Work to complete: Extract each line of the records below that contains the word "Handler".

Records:
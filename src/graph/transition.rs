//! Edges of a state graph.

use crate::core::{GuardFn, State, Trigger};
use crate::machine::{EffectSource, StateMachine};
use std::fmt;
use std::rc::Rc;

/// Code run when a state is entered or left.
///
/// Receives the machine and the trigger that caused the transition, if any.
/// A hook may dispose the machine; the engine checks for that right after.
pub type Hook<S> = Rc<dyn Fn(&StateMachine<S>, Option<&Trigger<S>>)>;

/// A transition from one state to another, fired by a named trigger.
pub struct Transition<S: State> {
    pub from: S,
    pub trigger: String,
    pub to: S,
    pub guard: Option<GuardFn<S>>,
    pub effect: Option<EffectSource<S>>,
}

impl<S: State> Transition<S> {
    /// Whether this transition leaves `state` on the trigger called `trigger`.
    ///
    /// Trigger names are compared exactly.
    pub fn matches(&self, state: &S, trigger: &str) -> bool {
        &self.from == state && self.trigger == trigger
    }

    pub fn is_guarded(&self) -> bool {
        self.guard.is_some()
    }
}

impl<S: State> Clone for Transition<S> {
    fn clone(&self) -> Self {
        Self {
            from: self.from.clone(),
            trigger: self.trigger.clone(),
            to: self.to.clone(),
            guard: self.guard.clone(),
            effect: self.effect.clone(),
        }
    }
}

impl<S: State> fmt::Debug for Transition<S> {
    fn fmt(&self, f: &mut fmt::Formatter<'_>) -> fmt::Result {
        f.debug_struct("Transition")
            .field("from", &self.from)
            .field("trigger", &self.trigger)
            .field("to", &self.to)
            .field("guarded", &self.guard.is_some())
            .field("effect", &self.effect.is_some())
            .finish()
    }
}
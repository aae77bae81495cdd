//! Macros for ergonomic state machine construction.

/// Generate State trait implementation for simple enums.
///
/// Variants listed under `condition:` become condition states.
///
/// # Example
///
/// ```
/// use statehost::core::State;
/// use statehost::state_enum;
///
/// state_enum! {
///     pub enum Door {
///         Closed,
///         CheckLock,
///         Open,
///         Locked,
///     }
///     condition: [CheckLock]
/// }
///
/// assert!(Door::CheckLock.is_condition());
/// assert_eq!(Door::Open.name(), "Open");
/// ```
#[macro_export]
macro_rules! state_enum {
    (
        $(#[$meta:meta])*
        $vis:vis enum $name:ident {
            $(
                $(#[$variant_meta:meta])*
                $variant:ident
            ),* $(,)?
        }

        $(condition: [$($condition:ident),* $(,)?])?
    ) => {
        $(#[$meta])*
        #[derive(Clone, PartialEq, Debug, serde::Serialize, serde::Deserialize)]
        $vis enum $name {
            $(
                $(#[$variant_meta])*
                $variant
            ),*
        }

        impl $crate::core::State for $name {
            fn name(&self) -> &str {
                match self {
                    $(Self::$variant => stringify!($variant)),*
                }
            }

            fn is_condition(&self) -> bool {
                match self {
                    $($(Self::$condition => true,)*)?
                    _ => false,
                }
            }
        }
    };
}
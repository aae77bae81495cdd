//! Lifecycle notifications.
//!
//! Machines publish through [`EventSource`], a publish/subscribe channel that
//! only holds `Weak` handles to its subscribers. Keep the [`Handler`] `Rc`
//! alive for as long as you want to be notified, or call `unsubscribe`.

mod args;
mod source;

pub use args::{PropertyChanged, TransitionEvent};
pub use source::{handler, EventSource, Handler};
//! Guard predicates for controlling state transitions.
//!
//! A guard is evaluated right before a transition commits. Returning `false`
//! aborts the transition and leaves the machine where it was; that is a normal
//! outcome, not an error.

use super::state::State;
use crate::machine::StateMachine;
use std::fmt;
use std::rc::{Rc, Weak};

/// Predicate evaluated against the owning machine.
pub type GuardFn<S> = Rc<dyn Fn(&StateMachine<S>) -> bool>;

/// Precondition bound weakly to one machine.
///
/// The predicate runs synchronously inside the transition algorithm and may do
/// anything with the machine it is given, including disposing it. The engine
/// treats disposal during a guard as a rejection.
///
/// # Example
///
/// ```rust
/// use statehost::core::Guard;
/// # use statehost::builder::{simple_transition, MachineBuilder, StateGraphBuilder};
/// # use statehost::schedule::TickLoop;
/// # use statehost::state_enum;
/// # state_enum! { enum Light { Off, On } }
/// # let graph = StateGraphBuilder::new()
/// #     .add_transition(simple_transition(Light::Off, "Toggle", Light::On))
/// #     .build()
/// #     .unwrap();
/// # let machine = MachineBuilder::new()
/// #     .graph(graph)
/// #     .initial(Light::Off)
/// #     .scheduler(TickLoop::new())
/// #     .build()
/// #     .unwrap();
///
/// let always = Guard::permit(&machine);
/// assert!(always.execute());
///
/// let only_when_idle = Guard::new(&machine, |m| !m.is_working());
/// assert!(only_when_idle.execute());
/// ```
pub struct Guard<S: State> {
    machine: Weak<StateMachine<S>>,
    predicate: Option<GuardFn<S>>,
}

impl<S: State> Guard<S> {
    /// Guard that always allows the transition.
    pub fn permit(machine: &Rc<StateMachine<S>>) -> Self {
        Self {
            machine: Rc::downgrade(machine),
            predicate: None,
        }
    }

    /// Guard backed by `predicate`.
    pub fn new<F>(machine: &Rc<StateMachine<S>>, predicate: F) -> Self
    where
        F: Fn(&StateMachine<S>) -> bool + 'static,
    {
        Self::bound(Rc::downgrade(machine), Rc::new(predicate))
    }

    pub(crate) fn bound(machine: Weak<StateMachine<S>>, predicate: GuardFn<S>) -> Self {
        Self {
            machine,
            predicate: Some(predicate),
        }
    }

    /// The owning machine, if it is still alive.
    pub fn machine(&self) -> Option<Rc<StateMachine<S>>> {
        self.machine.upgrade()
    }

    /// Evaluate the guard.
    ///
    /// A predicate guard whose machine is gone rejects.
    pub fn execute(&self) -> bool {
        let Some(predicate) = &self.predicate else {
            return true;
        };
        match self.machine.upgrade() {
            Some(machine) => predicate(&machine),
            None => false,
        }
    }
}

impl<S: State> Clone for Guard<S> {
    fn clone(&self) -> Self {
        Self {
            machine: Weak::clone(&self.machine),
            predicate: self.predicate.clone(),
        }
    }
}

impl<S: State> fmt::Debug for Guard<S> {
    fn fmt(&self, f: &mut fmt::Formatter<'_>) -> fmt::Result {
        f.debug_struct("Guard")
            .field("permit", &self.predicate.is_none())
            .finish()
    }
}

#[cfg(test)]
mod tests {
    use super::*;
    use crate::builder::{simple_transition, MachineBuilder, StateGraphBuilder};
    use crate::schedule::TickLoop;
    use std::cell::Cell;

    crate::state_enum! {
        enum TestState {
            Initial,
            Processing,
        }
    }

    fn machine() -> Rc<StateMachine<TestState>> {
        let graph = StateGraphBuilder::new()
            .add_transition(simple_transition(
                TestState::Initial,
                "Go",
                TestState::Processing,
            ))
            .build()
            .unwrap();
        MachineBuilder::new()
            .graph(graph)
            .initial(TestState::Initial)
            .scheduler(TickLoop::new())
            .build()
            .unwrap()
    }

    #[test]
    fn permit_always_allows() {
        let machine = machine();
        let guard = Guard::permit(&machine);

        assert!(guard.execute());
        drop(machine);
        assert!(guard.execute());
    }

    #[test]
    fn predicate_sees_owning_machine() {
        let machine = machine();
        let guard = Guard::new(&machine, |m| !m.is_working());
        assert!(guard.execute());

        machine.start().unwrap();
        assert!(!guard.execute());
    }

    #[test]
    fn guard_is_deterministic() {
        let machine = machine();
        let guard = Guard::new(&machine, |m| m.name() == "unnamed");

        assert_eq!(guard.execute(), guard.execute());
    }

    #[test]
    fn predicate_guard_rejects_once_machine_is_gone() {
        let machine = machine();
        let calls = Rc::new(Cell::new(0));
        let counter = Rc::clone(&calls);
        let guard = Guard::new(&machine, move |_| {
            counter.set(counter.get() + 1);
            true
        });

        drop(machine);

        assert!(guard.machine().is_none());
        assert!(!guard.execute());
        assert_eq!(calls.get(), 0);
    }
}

Expected answer:
//! only holds `Weak` handles to its subscribers. Keep the [`Handler`] `Rc`
pub use source::{handler, EventSource, Handler};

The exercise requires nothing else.